[Collected data]
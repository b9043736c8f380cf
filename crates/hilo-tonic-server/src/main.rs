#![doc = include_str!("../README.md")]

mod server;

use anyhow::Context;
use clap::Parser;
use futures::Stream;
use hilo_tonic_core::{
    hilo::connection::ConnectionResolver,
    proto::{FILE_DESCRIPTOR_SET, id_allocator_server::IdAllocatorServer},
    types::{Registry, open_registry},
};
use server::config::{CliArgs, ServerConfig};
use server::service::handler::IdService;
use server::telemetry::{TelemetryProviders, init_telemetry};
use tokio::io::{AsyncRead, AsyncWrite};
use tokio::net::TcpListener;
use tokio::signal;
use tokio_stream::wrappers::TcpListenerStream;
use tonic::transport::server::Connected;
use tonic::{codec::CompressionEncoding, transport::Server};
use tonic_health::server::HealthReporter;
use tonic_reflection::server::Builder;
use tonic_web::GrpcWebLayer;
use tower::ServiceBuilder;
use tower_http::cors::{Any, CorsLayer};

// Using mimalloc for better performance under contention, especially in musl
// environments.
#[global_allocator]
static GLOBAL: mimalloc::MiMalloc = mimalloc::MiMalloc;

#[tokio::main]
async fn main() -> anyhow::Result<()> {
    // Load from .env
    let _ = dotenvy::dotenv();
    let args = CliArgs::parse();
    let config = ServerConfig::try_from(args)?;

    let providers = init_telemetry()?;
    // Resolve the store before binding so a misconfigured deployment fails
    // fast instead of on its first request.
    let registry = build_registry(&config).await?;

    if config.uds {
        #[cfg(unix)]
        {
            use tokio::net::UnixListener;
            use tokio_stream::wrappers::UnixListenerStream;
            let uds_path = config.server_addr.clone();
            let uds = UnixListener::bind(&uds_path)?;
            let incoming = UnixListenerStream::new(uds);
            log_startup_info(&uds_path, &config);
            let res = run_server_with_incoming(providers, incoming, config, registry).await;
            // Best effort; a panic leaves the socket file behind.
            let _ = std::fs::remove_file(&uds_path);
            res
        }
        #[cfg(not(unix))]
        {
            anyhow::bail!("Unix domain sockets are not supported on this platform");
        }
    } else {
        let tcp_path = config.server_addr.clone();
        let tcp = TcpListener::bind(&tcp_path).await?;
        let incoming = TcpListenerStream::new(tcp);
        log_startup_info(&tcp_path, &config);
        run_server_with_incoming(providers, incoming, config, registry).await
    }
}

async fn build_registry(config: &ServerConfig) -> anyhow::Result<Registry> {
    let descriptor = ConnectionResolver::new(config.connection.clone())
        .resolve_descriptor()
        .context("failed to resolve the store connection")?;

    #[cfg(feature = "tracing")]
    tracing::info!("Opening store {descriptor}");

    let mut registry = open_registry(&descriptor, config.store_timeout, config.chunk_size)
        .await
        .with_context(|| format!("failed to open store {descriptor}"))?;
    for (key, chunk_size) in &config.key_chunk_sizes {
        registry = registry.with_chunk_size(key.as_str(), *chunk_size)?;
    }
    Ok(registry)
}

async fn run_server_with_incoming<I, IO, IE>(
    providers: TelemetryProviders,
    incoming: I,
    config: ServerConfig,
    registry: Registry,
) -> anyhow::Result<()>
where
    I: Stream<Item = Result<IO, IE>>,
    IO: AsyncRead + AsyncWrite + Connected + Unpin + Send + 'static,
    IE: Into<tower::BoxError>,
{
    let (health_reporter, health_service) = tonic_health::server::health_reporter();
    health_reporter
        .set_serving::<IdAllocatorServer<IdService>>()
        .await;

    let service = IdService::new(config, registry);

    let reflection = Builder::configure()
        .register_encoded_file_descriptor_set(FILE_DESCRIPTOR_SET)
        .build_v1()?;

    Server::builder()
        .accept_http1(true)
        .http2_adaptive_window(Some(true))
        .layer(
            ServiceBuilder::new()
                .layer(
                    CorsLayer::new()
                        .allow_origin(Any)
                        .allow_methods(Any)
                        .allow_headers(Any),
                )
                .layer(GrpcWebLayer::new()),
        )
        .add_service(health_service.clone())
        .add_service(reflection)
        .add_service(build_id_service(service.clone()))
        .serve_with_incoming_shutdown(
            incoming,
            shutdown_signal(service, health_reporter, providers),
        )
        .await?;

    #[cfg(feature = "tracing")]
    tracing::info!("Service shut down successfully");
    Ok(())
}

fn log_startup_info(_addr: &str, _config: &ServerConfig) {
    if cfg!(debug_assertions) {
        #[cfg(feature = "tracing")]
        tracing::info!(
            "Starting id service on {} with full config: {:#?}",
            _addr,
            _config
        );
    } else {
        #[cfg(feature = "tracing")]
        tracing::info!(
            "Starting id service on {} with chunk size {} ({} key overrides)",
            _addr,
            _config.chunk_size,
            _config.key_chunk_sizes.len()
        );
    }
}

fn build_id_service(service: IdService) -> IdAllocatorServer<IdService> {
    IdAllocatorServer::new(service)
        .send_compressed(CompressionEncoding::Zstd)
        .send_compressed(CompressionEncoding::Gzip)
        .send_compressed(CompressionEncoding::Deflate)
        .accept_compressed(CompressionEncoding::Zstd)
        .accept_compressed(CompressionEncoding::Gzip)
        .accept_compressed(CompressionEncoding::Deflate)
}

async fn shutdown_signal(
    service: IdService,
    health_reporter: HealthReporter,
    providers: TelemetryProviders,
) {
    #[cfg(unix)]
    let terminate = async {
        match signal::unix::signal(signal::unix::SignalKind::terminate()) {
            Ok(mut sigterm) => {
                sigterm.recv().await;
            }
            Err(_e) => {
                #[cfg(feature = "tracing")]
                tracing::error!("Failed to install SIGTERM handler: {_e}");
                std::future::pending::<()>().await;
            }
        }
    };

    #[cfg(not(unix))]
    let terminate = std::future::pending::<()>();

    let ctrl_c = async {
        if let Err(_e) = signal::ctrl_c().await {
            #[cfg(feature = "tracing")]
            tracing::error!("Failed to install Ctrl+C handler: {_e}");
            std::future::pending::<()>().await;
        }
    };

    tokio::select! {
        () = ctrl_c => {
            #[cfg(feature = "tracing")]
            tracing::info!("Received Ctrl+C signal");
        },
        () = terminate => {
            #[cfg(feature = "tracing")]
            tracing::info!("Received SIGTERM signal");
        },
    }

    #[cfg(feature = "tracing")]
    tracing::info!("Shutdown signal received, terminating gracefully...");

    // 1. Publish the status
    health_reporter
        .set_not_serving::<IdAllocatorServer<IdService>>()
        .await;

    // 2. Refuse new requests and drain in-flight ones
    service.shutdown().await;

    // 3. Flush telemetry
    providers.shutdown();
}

Aim of the exercise =
Once you have read the entries above, copy them out exactly as they were given.

Answer for the task =
repository b9043736c8f380cf
filename crates/hilo-tonic-server/src/main.rs
#![doc = include_str!("../README.md")]

mod server;

use anyhow::Context;
use clap::Parser;
use futures::Stream;
use hilo_tonic_core::{
    hilo::connection::ConnectionResolver,
    proto::{FILE_DESCRIPTOR_SET, id_allocator_server::IdAllocatorServer},
    types::{Registry, open_registry},
};
use server::config::{CliArgs, ServerConfig};
use server::service::handler::IdService;
use server::telemetry::{TelemetryProviders, init_telemetry};
use tokio::io::{AsyncRead, AsyncWrite};
use tokio::net::TcpListener;
use tokio::signal;
use tokio_stream::wrappers::TcpListenerStream;
use tonic::transport::server::Connected;
use tonic::{codec::CompressionEncoding, transport::Server};
use tonic_health::server::HealthReporter;
use tonic_reflection::server::Builder;
use tonic_web::GrpcWebLayer;
use tower::ServiceBuilder;
use tower_http::cors::{Any, CorsLayer};

// Using mimalloc for better performance under contention, especially in musl
// environments.
#[global_allocator]
static GLOBAL: mimalloc::MiMalloc = mimalloc::MiMalloc;

#[tokio::main]
async fn main() -> anyhow::Result<()> {
    // Load from .env
    let _ = dotenvy::dotenv();
    let args = CliArgs::parse();
    let config = ServerConfig::try_from(args)?;

    let providers = init_telemetry()?;
    // Resolve the store before binding so a misconfigured deployment fails
    // fast instead of on its first request.
    let registry = build_registry(&config).await?;

    if config.uds {
        #[cfg(unix)]
        {
            use tokio::net::UnixListener;
            use tokio_stream::wrappers::UnixListenerStream;
            let uds_path = config.server_addr.clone();
            let uds = UnixListener::bind(&uds_path)?;
            let incoming = UnixListenerStream::new(uds);
            log_startup_info(&uds_path, &config);
            let res = run_server_with_incoming(providers, incoming, config, registry).await;
            // Best effort; a panic leaves the socket file behind.
            let _ = std::fs::remove_file(&uds_path);
            res
        }
        #[cfg(not(unix))]
        {
            anyhow::bail!("Unix domain sockets are not supported on this platform");
        }
    } else {
        let tcp_path = config.server_addr.clone();
        let tcp = TcpListener::bind(&tcp_path).await?;
        let incoming = TcpListenerStream::new(tcp);
        log_startup_info(&tcp_path, &config);
        run_server_with_incoming(providers, incoming, config, registry).await
    }
}

async fn build_registry(config: &ServerConfig) -> anyhow::Result<Registry> {
    let descriptor = ConnectionResolver::new(config.connection.clone())
        .resolve_descriptor()
        .context("failed to resolve the store connection")?;

    #[cfg(feature = "tracing")]
    tracing::info!("Opening store {descriptor}");

    let mut registry = open_registry(&descriptor, config.store_timeout, config.chunk_size)
        .await
        .with_context(|| format!("failed to open store {descriptor}"))?;
    for (key, chunk_size) in &config.key_chunk_sizes {
        registry = registry.with_chunk_size(key.as_str(), *chunk_size)?;
    }
    Ok(registry)
}

async fn run_server_with_incoming<I, IO, IE>(
    providers: TelemetryProviders,
    incoming: I,
    config: ServerConfig,
    registry: Registry,
) -> anyhow::Result<()>
where
    I: Stream<Item = Result<IO, IE>>,
    IO: AsyncRead + AsyncWrite + Connected + Unpin + Send + 'static,
    IE: Into<tower::BoxError>,
{
    let (health_reporter, health_service) = tonic_health::server::health_reporter();
    health_reporter
        .set_serving::<IdAllocatorServer<IdService>>()
        .await;

    let service = IdService::new(config, registry);

    let reflection = Builder::configure()
        .register_encoded_file_descriptor_set(FILE_DESCRIPTOR_SET)
        .build_v1()?;

    Server::builder()
        .accept_http1(true)
        .http2_adaptive_window(Some(true))
        .layer(
            ServiceBuilder::new()
                .layer(
                    CorsLayer::new()
                        .allow_origin(Any)
                        .allow_methods(Any)
                        .allow_headers(Any),
                )
                .layer(GrpcWebLayer::new()),
        )
        .add_service(health_service.clone())
        .add_service(reflection)
        .add_service(build_id_service(service.clone()))
        .serve_with_incoming_shutdown(
            incoming,
            shutdown_signal(service, health_reporter, providers),
        )
        .await?;

    #[cfg(feature = "tracing")]
    tracing::info!("Service shut down successfully");
    Ok(())
}

fn log_startup_info(_addr: &str, _config: &ServerConfig) {
    if cfg!(debug_assertions) {
        #[cfg(feature = "tracing")]
        tracing::info!(
            "Starting id service on {} with full config: {:#?}",
            _addr,
            _config
        );
    } else {
        #[cfg(feature = "tracing")]
        tracing::info!(
            "Starting id service on {} with chunk size {} ({} key overrides)",
            _addr,
            _config.chunk_size,
            _config.key_chunk_sizes.len()
        );
    }
}

fn build_id_service(service: IdService) -> IdAllocatorServer<IdService> {
    IdAllocatorServer::new(service)
        .send_compressed(CompressionEncoding::Zstd)
        .send_compressed(CompressionEncoding::Gzip)
        .send_compressed(CompressionEncoding::Deflate)
        .accept_compressed(CompressionEncoding::Zstd)
        .accept_compressed(CompressionEncoding::Gzip)
        .accept_compressed(CompressionEncoding::Deflate)
}

async fn shutdown_signal(
    service: IdService,
    health_reporter: HealthReporter,
    providers: TelemetryProviders,
) {
    #[cfg(unix)]
    let terminate = async {
        match signal::unix::signal(signal::unix::SignalKind::terminate()) {
            Ok(mut sigterm) => {
                sigterm.recv().await;
            }
            Err(_e) => {
                #[cfg(feature = "tracing")]
                tracing::error!("Failed to install SIGTERM handler: {_e}");
                std::future::pending::<()>().await;
            }
        }
    };

    #[cfg(not(unix))]
    let terminate = std::future::pending::<()>();

    let ctrl_c = async {
        if let Err(_e) = signal::ctrl_c().await {
            #[cfg(feature = "tracing")]
            tracing::error!("Failed to install Ctrl+C handler: {_e}");
            std::future::pending::<()>().await;
        }
    };

    tokio::select! {
        () = ctrl_c => {
            #[cfg(feature = "tracing")]
            tracing::info!("Received Ctrl+C signal");
        },
        () = terminate => {
            #[cfg(feature = "tracing")]
            tracing::info!("Received SIGTERM signal");
        },
    }

    #[cfg(feature = "tracing")]
    tracing::info!("Shutdown signal received, terminating gracefully...");

    // 1. Publish the status
    health_reporter
        .set_not_serving::<IdAllocatorServer<IdService>>()
        .await;

    // 2. Refuse new requests and drain in-flight ones
    service.shutdown().await;

    // 3. Flush telemetry
    providers.shutdown();
}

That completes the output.